Back to it...
Wednesday, August 01, 2018
I'm not sure if anyone will read this- you don't have to-but I felt the need to post it to get some stuff off my chest.
First, a little about me:
I'm 44 years old, a single mother, have been in a relationship with a great man for the last 4 years. I moved back to my hometown after being in Chicago for the better part of 25 years.
When I moved back, I had no help, no hope and no childcare- So, my mother offered to pack up and move up north to help out. She was there for about 4 years until my son (he's 8 now) and I couldn't take it any more. She is not a good person- Every day I would walk in the house, after a 2.5 hour commute and working 10 hour days and paying 100% of her bills, and she would tell me how fat I was and how useless I was and how much of an embarrassment I was. She hated everything and everyone. She even started talking down to my son and telling him his mother was horrible and would rather go "party" than spend time with him. She called me an alcoholic, trash, drunk, whore, loser, etc...in front of him. She constantly called him names and told him he was stupid (He's in a gifted school and is basically doing middle school level studies)

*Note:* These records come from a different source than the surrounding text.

use std::future::Future;
use std::time::Duration;

use tokio::task::JoinHandle;
use url::Url;

use crate::error::{BackendError, BackendResult};

/// A spawned background task that is aborted when the guard goes away.
#[derive(Debug)]
pub struct TaskGuard(JoinHandle<()>);

impl TaskGuard {
    pub fn is_finished(&self) -> bool {
        self.0.is_finished()
    }
}

impl Drop for TaskGuard {
    fn drop(&mut self) {
        self.0.abort();
    }
}

pub fn spawn_guarded<F>(fut: F) -> TaskGuard
where
    F: Future<Output = ()> + Send + 'static,
{
    TaskGuard(tokio::spawn(fut))
}

/// Bounds a backend call; an expired call becomes `BackendError::TimedOut`.
pub async fn with_timeout<T, F>(operation: &'static str, limit: Duration, fut: F) -> BackendResult<T>
where
    F: Future<Output = BackendResult<T>>,
{
    match tokio::time::timeout(limit, fut).await {
        Ok(result) => result,
        Err(_) => Err(BackendError::TimedOut {
            operation,
            after: limit,
        }),
    }
}

pub fn normalize_url(input: &str) -> String {
    let trimmed = input.trim();
    if trimmed.starts_with("http://") || trimmed.starts_with("https://") {
        trimmed.to_string()
    } else {
        format!("https://{}", trimmed)
    }
}

/// Maps an http(s) GraphQL endpoint onto its ws(s) twin.
pub fn websocket_url(http_url: &Url) -> Result<Url, url::ParseError> {
    let raw = http_url.as_str();
    match http_url.scheme() {
        "https" => Url::parse(&format!("wss{}", &raw["https".len()..])),
        "http" => Url::parse(&format!("ws{}", &raw["http".len()..])),
        _ => Ok(http_url.clone()),
    }
}

#[cfg(test)]
mod tests {
    use super::*;

    #[test]
    fn bare_hosts_default_to_https() {
        assert_eq!(normalize_url("  example.org/v1 "), "https://example.org/v1");
        assert_eq!(normalize_url("http://localhost:8080"), "http://localhost:8080");
    }

    #[test]
    fn websocket_url_swaps_scheme_and_keeps_path() {
        let http = Url::parse("https://abc.graphql.eu-central-1.nhost.run/v1").expect("url");
        let ws = websocket_url(&http).expect("ws url");
        assert_eq!(ws.as_str(), "wss://abc.graphql.eu-central-1.nhost.run/v1");

        let local = Url::parse("http://localhost:1337/v1/graphql").expect("url");
        assert_eq!(
            websocket_url(&local).expect("ws url").as_str(),
            "ws://localhost:1337/v1/graphql"
        );
    }

    #[tokio::test(start_paused = true)]
    async fn with_timeout_reports_the_operation() {
        let err = with_timeout::<(), _>("createMessage", Duration::from_secs(3), std::future::pending())
            .await
            .expect_err("pending call should expire");
        assert!(err.is_timeout());
        assert!(err.to_string().contains("createMessage"));
    }
}
use std::fs;
use std::path::{Path, PathBuf};
use std::sync::Arc;
use std::time::Duration;

use directories::{BaseDirs, ProjectDirs};
use log::{debug, info, warn};
use reqwest::Client as HttpClient;
use serde::{Deserialize, Serialize};
use url::Url;

use crate::api::auth::{AuthClient, AuthProvider};
use crate::api::client::ApiClient;
use crate::error::{AppError, ConfigError};
use crate::orchestrator::Timeouts;
use crate::session::{SessionGate, Screen};
use crate::ui::login::{self, EntryForm, EntryResult, Prompter};
use crate::ui::main_window::{self, ChatExit};
use crate::utils::{normalize_url, websocket_url};

#[derive(Debug, Clone, Serialize, Deserialize, PartialEq, Eq)]
#[serde(default)]
pub struct Settings {
    pub auth_url: String,
    pub graphql_url: String,
    pub graphql_ws_url: Option<String>,
    /// Hosted project coordinates, used when the explicit URLs are empty.
    pub subdomain: Option<String>,
    pub region: Option<String>,
    pub request_timeout_secs: u64,
    pub reply_timeout_secs: u64,
    pub email: Option<String>,
    pub refresh_token: Option<String>,
}

impl Default for Settings {
    fn default() -> Self {
        let timeouts = Timeouts::default();
        Self {
            auth_url: String::new(),
            graphql_url: String::new(),
            graphql_ws_url: None,
            subdomain: None,
            region: None,
            request_timeout_secs: timeouts.request.as_secs(),
            reply_timeout_secs: timeouts.reply.as_secs(),
            email: None,
            refresh_token: None,
        }
    }
}

impl Settings {
    pub fn timeouts(&self) -> Timeouts {
        Timeouts {
            request: Duration::from_secs(self.request_timeout_secs.max(1)),
            reply: Duration::from_secs(self.reply_timeout_secs.max(1)),
        }
    }

    fn hosted(&self, service: &str) -> Option<String> {
        let subdomain = self.subdomain.as_deref().filter(|s| !s.is_empty())?;
        let region = self.region.as_deref().filter(|s| !s.is_empty())?;
        Some(format!("https://{subdomain}.{service}.{region}.nhost.run/v1"))
    }
}

#[derive(Debug, Clone, PartialEq, Eq)]
pub struct Endpoints {
    pub auth_url: Url,
    pub graphql_url: Url,
    pub ws_url: Url,
}

impl Endpoints {
    pub fn resolve(settings: &Settings) -> Result<Self, ConfigError> {
        let auth_url = pick(&settings.auth_url, settings.hosted("auth"), "auth_url")?;
        let graphql_url = pick(&settings.graphql_url, settings.hosted("graphql"), "graphql_url")?;
        let ws_url = match settings.graphql_ws_url.as_deref().filter(|s| !s.trim().is_empty()) {
            Some(raw) => parse_url("graphql_ws_url", raw.trim())?,
            None => websocket_url(&graphql_url).map_err(|source| ConfigError::InvalidUrl {
                field: "graphql_ws_url",
                url: graphql_url.to_string(),
                source,
            })?,
        };
        Ok(Self {
            auth_url,
            graphql_url,
            ws_url,
        })
    }
}

fn pick(explicit: &str, hosted: Option<String>, field: &'static str) -> Result<Url, ConfigError> {
    let raw = if explicit.trim().is_empty() {
        hosted.ok_or(ConfigError::MissingEndpoint(field))?
    } else {
        normalize_url(explicit)
    };
    parse_url(field, &raw)
}

fn parse_url(field: &'static str, raw: &str) -> Result<Url, ConfigError> {
    Url::parse(raw).map_err(|source| ConfigError::InvalidUrl {
        field,
        url: raw.to_string(),
        source,
    })
}

/// Where settings live. TOML is the format written; a legacy JSON file is
/// read once and converted when no TOML exists yet.
#[derive(Debug, Clone)]
pub struct SettingsStore {
    path: PathBuf,
    legacy: Option<PathBuf>,
}

impl SettingsStore {
    pub fn new(path: PathBuf, legacy: Option<PathBuf>) -> Self {
        Self { path, legacy }
    }

    pub fn locate(explicit: Option<PathBuf>) -> Result<Self, ConfigError> {
        if let Some(path) = explicit {
            return Ok(Self::new(path, None));
        }
        let base = BaseDirs::new().ok_or(ConfigError::NoConfigDir)?;
        let legacy = ProjectDirs::from("com", "example", "Chatbot").map(|proj| proj.config_dir().join("state.json"));
        Ok(Self::new(base.config_dir().join("chatbot.toml"), legacy))
    }

    pub fn path(&self) -> &Path {
        &self.path
    }

    pub fn try_load(&self) -> Result<Option<Settings>, ConfigError> {
        match fs::read_to_string(&self.path) {
            Ok(text) => {
                let settings = toml::from_str(&text).map_err(|source| ConfigError::Parse {
                    path: self.path.display().to_string(),
                    source,
                })?;
                return Ok(Some(settings));
            }
            Err(err) if err.kind() == std::io::ErrorKind::NotFound => {}
            Err(source) => {
                return Err(ConfigError::Io {
                    path: self.path.display().to_string(),
                    source,
                });
            }
        }

        let Some(legacy) = &self.legacy else {
            return Ok(None);
        };
        let Ok(bytes) = fs::read(legacy) else {
            return Ok(None);
        };
        let settings: Settings = serde_json::from_slice(&bytes).map_err(|source| ConfigError::Legacy {
            path: legacy.display().to_string(),
            source,
        })?;
        info!("migrating legacy settings from {}", legacy.display());
        self.save(&settings)?;
        Ok(Some(settings))
    }

    /// Like `try_load`, but any problem falls back to defaults.
    pub fn load(&self) -> Settings {
        match self.try_load() {
            Ok(Some(settings)) => settings,
            Ok(None) => {
                debug!("no settings at {}; using defaults", self.path.display());
                Settings::default()
            }
            Err(err) => {
                warn!("{err}; using defaults");
                Settings::default()
            }
        }
    }

    pub fn save(&self, settings: &Settings) -> Result<(), ConfigError> {
        let io_err = |source| ConfigError::Io {
            path: self.path.display().to_string(),
            source,
        };
        if let Some(parent) = self.path.parent().filter(|p| !p.as_os_str().is_empty()) {
            fs::create_dir_all(parent).map_err(io_err)?;
        }
        let text = toml::to_string_pretty(settings)?;
        fs::write(&self.path, text).map_err(io_err)
    }
}

#[derive(Debug, Clone, PartialEq, Eq)]
pub enum Command {
    Chat,
    SignIn { email: Option<String> },
    SignUp { email: Option<String>, display_name: Option<String> },
    SignOut,
}

pub async fn run(command: Command, config_path: Option<PathBuf>) -> Result<(), AppError> {
    let store = SettingsStore::locate(config_path)?;
    let mut settings = store.load();
    let endpoints = Endpoints::resolve(&settings)?;
    let timeouts = settings.timeouts();
    let http = HttpClient::builder()
        .connect_timeout(timeouts.request)
        .build()
        .map_err(AppError::HttpClient)?;
    let auth = Arc::new(AuthClient::new(http.clone(), endpoints.auth_url.clone()));

    let (screen, mut form) = match &command {
        Command::Chat | Command::SignOut => (Screen::Chat, EntryForm::sign_in(None)),
        Command::SignIn { email } => (Screen::Entry, EntryForm::sign_in(email.clone())),
        Command::SignUp { email, display_name } => {
            (Screen::Entry, EntryForm::sign_up(email.clone(), display_name.clone()))
        }
    };
    let mut gate = SessionGate::new(screen);
    gate.observe(auth.status());
    auth.restore(settings.refresh_token.as_deref()).await;
    remember_session(&store, &mut settings, &auth);

    if command == Command::SignOut {
        if let Err(err) = auth.sign_out().await {
            warn!("sign-out request failed: {err}");
        }
        remember_session(&store, &mut settings, &auth);
        println!("Signed out.");
        return Ok(());
    }

    let mut prompter = Prompter::stdin();
    loop {
        if let Some(navigation) = gate.observe(auth.status()) {
            debug!("navigating: {navigation:?}");
        }
        match gate.screen() {
            Screen::Entry => match login::run_entry(auth.as_ref(), &mut prompter, &mut form, settings.email.as_deref()).await? {
                EntryResult::SignedIn { email } => {
                    settings.email = Some(email);
                    remember_session(&store, &mut settings, &auth);
                }
                EntryResult::Retry => {}
                EntryResult::Closed => return Ok(()),
            },
            Screen::Chat if gate.admits() => {
                let api = Arc::new(ApiClient::new(
                    http.clone(),
                    endpoints.graphql_url.clone(),
                    endpoints.ws_url.clone(),
                    auth.clone(),
                    timeouts.request,
                ));
                let exit = main_window::run_chat(api, auth.as_ref(), &mut prompter, timeouts).await?;
                remember_session(&store, &mut settings, &auth);
                if exit == ChatExit::Quit {
                    return Ok(());
                }
            }
            Screen::Chat => return Ok(()),
        }
    }
}

// Refresh tokens rotate; keep the stored one current.
fn remember_session(store: &SettingsStore, settings: &mut Settings, auth: &AuthClient) {
    let current = auth.refresh_token();
    if settings.refresh_token == current {
        return;
    }
    settings.refresh_token = current;
    if let Err(err) = store.save(settings) {
        warn!("failed to save settings to {}: {err}", store.path().display());
    }
}
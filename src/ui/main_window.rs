use std::io::Write;
use std::sync::Arc;

use log::{debug, warn};
use tokio::io::AsyncBufRead;
use tokio::task::JoinHandle;

use crate::api::DataBackend;
use crate::api::auth::AuthProvider;
use crate::controller::ChatController;
use crate::error::AppError;
use crate::orchestrator::Timeouts;
use crate::ui::chat_view::{self, ChatView};
use crate::ui::login::Prompter;
use crate::ui::sidebar;

#[derive(Debug, Clone, Copy, PartialEq, Eq)]
pub enum ChatExit {
    Quit,
    SignedOut,
}

#[derive(Debug, Clone, PartialEq, Eq)]
pub enum Input {
    Empty,
    Send(String),
    NewChat,
    ListChats,
    Open(usize),
    SignOut,
    Quit,
    Help,
    Unknown(String),
}

pub fn parse_input(line: &str) -> Input {
    let line = line.trim();
    if line.is_empty() {
        return Input::Empty;
    }
    let Some(command) = line.strip_prefix('/') else {
        return Input::Send(line.to_string());
    };
    let mut words = command.split_whitespace();
    match (words.next(), words.next()) {
        (Some("new"), None) => Input::NewChat,
        (Some("chats"), None) => Input::ListChats,
        (Some("open"), Some(n)) => match n.parse::<usize>() {
            Ok(n) if n > 0 => Input::Open(n),
            _ => Input::Unknown(line.to_string()),
        },
        (Some("signout"), None) => Input::SignOut,
        (Some("quit" | "exit"), None) => Input::Quit,
        (Some("help"), None) => Input::Help,
        _ => Input::Unknown(line.to_string()),
    }
}

const HELP: &str = "/new  start a new chat\n/chats  list chats\n/open <n>  switch to chat n\n/signout  sign out\n/quit  leave";

fn show(text: &str) {
    if text.is_empty() {
        return;
    }
    print!("{text}");
    let _ = std::io::stdout().flush();
}

/// Runs the chat screen until the user quits, signs out or closes input.
pub async fn run_chat<B, A, R>(
    backend: Arc<B>,
    auth: &A,
    prompter: &mut Prompter<R>,
    timeouts: Timeouts,
) -> Result<ChatExit, AppError>
where
    B: DataBackend,
    A: AuthProvider,
    R: AsyncBufRead + Unpin,
{
    let controller = Arc::new(ChatController::new(backend, timeouts));
    controller.start();

    let user = auth.current_user();
    let mut view = ChatView::new(user.as_ref().map(|u| u.display_name.as_str()));
    println!("{}", view.greeting());

    let mut updates = controller.watch();
    let initial = updates.borrow_and_update().clone();
    show(&view.render(&initial));
    println!("({})", chat_view::input_hint(&initial));

    let mut send: Option<JoinHandle<()>> = None;
    let exit = loop {
        tokio::select! {
            changed = updates.changed() => {
                if changed.is_err() {
                    break ChatExit::Quit;
                }
                let state = updates.borrow_and_update().clone();
                show(&view.render(&state));
            }
            line = prompter.next_line() => {
                let Some(line) = line? else {
                    break ChatExit::Quit;
                };
                match parse_input(&line) {
                    Input::Empty => {}
                    Input::Send(text) => {
                        // The spawned task may not have taken the lock yet; its handle is the truth.
                        let running = send.as_ref().is_some_and(|task| !task.is_finished());
                        if running || controller.snapshot().is_sending() {
                            println!("Still sending the previous message; \"{text}\" was not sent.");
                            continue;
                        }
                        controller.set_input(&text);
                        let controller = controller.clone();
                        send = Some(tokio::spawn(async move {
                            controller.submit(&text).await;
                        }));
                    }
                    Input::NewChat => {
                        controller.start_new_chat();
                    }
                    Input::ListChats => show(&sidebar::render(&controller.snapshot())),
                    Input::Open(n) => {
                        if controller.select_nth(n - 1).is_none() {
                            println!("There is no chat {n}.");
                        }
                    }
                    Input::SignOut => {
                        if let Err(err) = auth.sign_out().await {
                            warn!("sign-out request failed: {err}");
                        }
                        break ChatExit::SignedOut;
                    }
                    Input::Quit => break ChatExit::Quit,
                    Input::Help => println!("{HELP}"),
                    Input::Unknown(command) => println!("Unknown command {command}. Try /help."),
                }
            }
        }
    };

    if let Some(send) = send.filter(|task| !task.is_finished()) {
        println!("Waiting for the message in flight to settle…");
        if let Err(err) = send.await {
            debug!("send task ended abnormally: {err}");
        }
    }
    controller.shutdown();
    Ok(exit)
}

#[cfg(test)]
mod tests {
    use super::*;

    #[test]
    fn plain_lines_are_messages() {
        assert_eq!(parse_input("  hello there "), Input::Send("hello there".into()));
        assert_eq!(parse_input("   "), Input::Empty);
    }

    #[test]
    fn commands_are_recognised() {
        assert_eq!(parse_input("/new"), Input::NewChat);
        assert_eq!(parse_input("/chats"), Input::ListChats);
        assert_eq!(parse_input("/open 3"), Input::Open(3));
        assert_eq!(parse_input("/signout"), Input::SignOut);
        assert_eq!(parse_input("/exit"), Input::Quit);
    }

    #[test]
    fn malformed_commands_are_unknown() {
        assert_eq!(parse_input("/open 0"), Input::Unknown("/open 0".into()));
        assert_eq!(parse_input("/open x"), Input::Unknown("/open x".into()));
        assert_eq!(parse_input("/new now"), Input::Unknown("/new now".into()));
    }
}
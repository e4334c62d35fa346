use std::path::PathBuf;
use std::process::ExitCode;

use chatbot_client::app::{self, Command};
use clap::{Parser, Subcommand};

#[derive(Parser)]
#[command(name = "chatbot", version, about = "Terminal client for a hosted chatbot backend")]
struct Cli {
    /// Path to the TOML settings file
    #[arg(long, value_name = "FILE")]
    config: Option<PathBuf>,
    #[command(subcommand)]
    command: Option<Mode>,
}

#[derive(Subcommand)]
enum Mode {
    /// Open the chat screen (default)
    Chat,
    /// Sign in with email and password
    SignIn {
        #[arg(long)]
        email: Option<String>,
    },
    /// Create an account
    SignUp {
        #[arg(long)]
        email: Option<String>,
        #[arg(long)]
        display_name: Option<String>,
    },
    /// Forget the stored session
    SignOut,
}

impl From<Mode> for Command {
    fn from(mode: Mode) -> Self {
        match mode {
            Mode::Chat => Command::Chat,
            Mode::SignIn { email } => Command::SignIn { email },
            Mode::SignUp { email, display_name } => Command::SignUp { email, display_name },
            Mode::SignOut => Command::SignOut,
        }
    }
}

#[tokio::main]
async fn main() -> ExitCode {
    env_logger::Builder::from_env(env_logger::Env::default().default_filter_or("warn")).init();

    let cli = Cli::parse();
    let command = cli.command.map(Command::from).unwrap_or(Command::Chat);
    match app::run(command, cli.config).await {
        Ok(()) => ExitCode::SUCCESS,
        Err(err) => {
            log::error!("{err}");
            eprintln!("error: {err}");
            ExitCode::FAILURE
        }
    }
}
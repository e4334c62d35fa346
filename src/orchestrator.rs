//! The send sequence: ensure a conversation, persist the user message,
//! trigger the reply, and retract the message if the trigger fails.

use std::sync::Arc;
use std::time::Duration;

use log::{debug, error, info, warn};

use crate::api::DataBackend;
use crate::api::models::{ConversationId, MessageId, Sender};
use crate::error::{BackendError, SendError};
use crate::state::{ActiveConversation, SendPhase, Settlement, SharedState};
use crate::stream::MessageStream;
use crate::utils::with_timeout;

/// Step marker passed to the reply action for a user-authored turn.
pub const REPLY_STEP: &str = "user";

#[derive(Debug, Clone, Copy, PartialEq, Eq)]
pub struct Timeouts {
    /// Mutations and subscription handshakes.
    pub request: Duration,
    /// The reply trigger, which blocks while the backend generates.
    pub reply: Duration,
}

impl Default for Timeouts {
    fn default() -> Self {
        Self {
            request: Duration::from_secs(30),
            reply: Duration::from_secs(120),
        }
    }
}

#[derive(Debug)]
pub enum SubmitOutcome {
    /// Empty input or a send already in flight; nothing happened.
    Ignored,
    Delivered {
        conversation_id: ConversationId,
        message_id: MessageId,
    },
    /// The trigger failed and the user message was retracted.
    RolledBack(SendError),
    Failed(SendError),
}

impl SubmitOutcome {
    pub fn settlement(&self) -> Option<Settlement> {
        match self {
            SubmitOutcome::Ignored => None,
            SubmitOutcome::Delivered { .. } => Some(Settlement::Success),
            SubmitOutcome::RolledBack(_) => Some(Settlement::RolledBack),
            SubmitOutcome::Failed(_) => Some(Settlement::Failed),
        }
    }

    /// The failure that gets surfaced, if any.
    pub fn error(&self) -> Option<&SendError> {
        match self {
            SubmitOutcome::RolledBack(err) | SubmitOutcome::Failed(err) => Some(err),
            _ => None,
        }
    }
}

// Settles as failed if the send future is dropped mid-flight, so the lock
// and the indicator can never be left behind.
struct InFlight<'a> {
    state: &'a SharedState,
    settled: bool,
}

impl InFlight<'_> {
    fn settle(mut self, settlement: Settlement) {
        self.settled = true;
        self.state.transition(|s| s.settle(settlement));
    }
}

impl Drop for InFlight<'_> {
    fn drop(&mut self) {
        if !self.settled {
            warn!("send abandoned mid-flight");
            self.state.transition(|s| s.settle(Settlement::Failed));
        }
    }
}

pub struct SendOrchestrator<B> {
    backend: Arc<B>,
    state: SharedState,
    stream: MessageStream<B>,
    timeouts: Timeouts,
}

impl<B: DataBackend> SendOrchestrator<B> {
    pub fn new(backend: Arc<B>, state: SharedState, stream: MessageStream<B>, timeouts: Timeouts) -> Self {
        Self {
            backend,
            state,
            stream,
            timeouts,
        }
    }

    pub async fn submit(&self, text: &str) -> SubmitOutcome {
        let content = text.trim();
        if content.is_empty() {
            debug!("submit ignored: empty input");
            return SubmitOutcome::Ignored;
        }
        let Some(target) = self.state.begin_send() else {
            debug!("submit ignored: a send is already in flight");
            return SubmitOutcome::Ignored;
        };
        let lease = InFlight {
            state: &self.state,
            settled: false,
        };

        let outcome = self.run(content, target).await;
        match &outcome {
            SubmitOutcome::Delivered { conversation_id, .. } => info!("reply requested for {conversation_id}"),
            SubmitOutcome::RolledBack(err) | SubmitOutcome::Failed(err) => error!("send failed: {err}"),
            SubmitOutcome::Ignored => {}
        }
        lease.settle(outcome.settlement().unwrap_or(Settlement::Failed));
        outcome
    }

    async fn run(&self, content: &str, target: ActiveConversation) -> SubmitOutcome {
        let conversation_id = match target {
            ActiveConversation::Selected(id) => id,
            ActiveConversation::NewChat => {
                self.state.transition(|s| s.enter(SendPhase::AwaitingConversationCreate));
                let created = with_timeout(
                    "createConversation",
                    self.timeouts.request,
                    self.backend.create_conversation(content),
                )
                .await;
                match created {
                    Ok(conversation) => {
                        info!("created conversation {}", conversation.id);
                        self.adopt(&conversation.id);
                        conversation.id
                    }
                    Err(err) => return SubmitOutcome::Failed(SendError::CreateConversationFailed(err)),
                }
            }
        };

        // The input box empties before the store call resolves, whatever its outcome.
        self.state.transition(|s| s.clear_input());
        let stored = with_timeout(
            "createMessage",
            self.timeouts.request,
            self.backend.create_message(&conversation_id, content, Sender::User),
        )
        .await;
        let message_id = match stored {
            Ok(receipt) => receipt.id,
            Err(err) => {
                // A conversation created above stays behind; it is not retracted.
                return SubmitOutcome::Failed(SendError::CreateMessageFailed(err));
            }
        };
        self.state.transition(|s| s.enter(SendPhase::MessagePersisted));

        self.state.transition(|s| s.raise_reply_pending());
        let triggered = with_timeout(
            "triggerReply",
            self.timeouts.reply,
            self.backend.trigger_reply(&conversation_id, REPLY_STEP, content),
        )
        .await;
        match triggered {
            Ok(ack) if ack.success => SubmitOutcome::Delivered {
                conversation_id,
                message_id,
            },
            Ok(_) => {
                self.compensate(message_id, BackendError::NotAcknowledged { operation: "triggerReply" })
                    .await
            }
            Err(err) => self.compensate(message_id, err).await,
        }
    }

    /// Retracts the stored user message after a failed trigger.
    async fn compensate(&self, message_id: MessageId, trigger: BackendError) -> SubmitOutcome {
        warn!("reply trigger failed ({trigger}); retracting message {message_id}");
        let deleted = with_timeout(
            "deleteMessage",
            self.timeouts.request,
            self.backend.delete_message(&message_id),
        )
        .await;
        match deleted {
            Ok(_) => SubmitOutcome::RolledBack(SendError::TriggerReplyFailed(trigger)),
            Err(source) => SubmitOutcome::Failed(SendError::RollbackFailed {
                message_id,
                trigger: trigger.to_string(),
                source,
            }),
        }
    }

    fn adopt(&self, id: &ConversationId) {
        if self.state.transition(|s| s.select(id)) {
            self.stream.retarget(&ActiveConversation::Selected(id.clone()));
        }
    }
}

She called him an idiot and berated me for leaving his abusive father. She thought we would be better off back with him instead of my new boyfriend.
Anyway- when it got to the point that he would cry at the drop of a pin and start saying he wished he could die, I knew it was time to cut ties.
For the record, I only drink maybe once a week- and never in front of my son. I'm an embarrassment because I have tattoos. She hated my boyfriend because.... he had a beard... yeah- even though he and I both bought her a car!!! I have 3 college degrees and I am a veteran of the US Air Force- yet she would constantly call me worthless and her wonderful son, who has been in prison most of his adult life, was king.
She hates that I am so supportive in the gay community and live for the arts and that I don't judge based on color, religion or financial situation. She claims "I didn't raise you that way"- yeah, thank goodness she didn't.
Needless to say- I told her that my son and I needed our own place- I was still willing to pay all of her bills and go rent a new space for me and my son. so we could have our space.
She decided to take the car I bought her, take the rent money and just go- I said it was her decision and I wasn't forcing her to go anywhere. She left- She is no longer allowed in our lives- I feel as though if someone can just go and cut off all ties to the person she claims she loves the most, she doesn't deserve us. It's been almost a year since she's been gone- and still, to this day, she is bad mouthing me to everyone she meets.
Before she left, she was constantly judging me and saying how fat I was- I was 170lbs- so, I decided to join a gym- even if it would just keep me away from her for a little longer at night.
She finally left Last October.
I was doing great- I was down to 150lbs. I was at the gym almost every day- eating healthy and was losing weight like crazy! Then around Thanksgiving, I got sick. I got that nasty Flu that was going around and a dose of double pneumonia. mixed with the mono. The stress of doing it "on my own" finally caught up with me. but, I was doing it and I was super proud of myself.
Then, after 4 years of being with my soulmate, we decided to finally move in together.(we're not the kind of people who rush into things...)- so, with the stress of finding a place, saving money, new job, being in poor health and never really recovering from my illness, I ballooned back up to 175lbs. Heavier than I was at 9 months pregnant with my son.
I finally have been seeing doctors for the past 3 months- and they say the pneumonia is finally cleared up. the mono is gone. I don't have all these chronic illnesses I was diagnosed with. and turns out, I just have asthma. Being on the wrong medication really screwed me up for the last year.
So, here I am, dropped my gym and joined the local Y- My son, my boyfriend and myself go every day together. a time for health. a time for family and a time with no electronics.
We have an amazing home, we have a cat, my son has bounced back and is doing better than ever- he's scored in the 99th percentile in state testing and he doesn't wish he was dead. Most of all, we are happy.
I still look in the mirror and hear her words, and I realize how bad they did hurt. But, I'm getting past it. I know I am loved. I know I'm none of those things she said. and I know It's finally our time to be healthy and happy. This time, I'm doing it for us.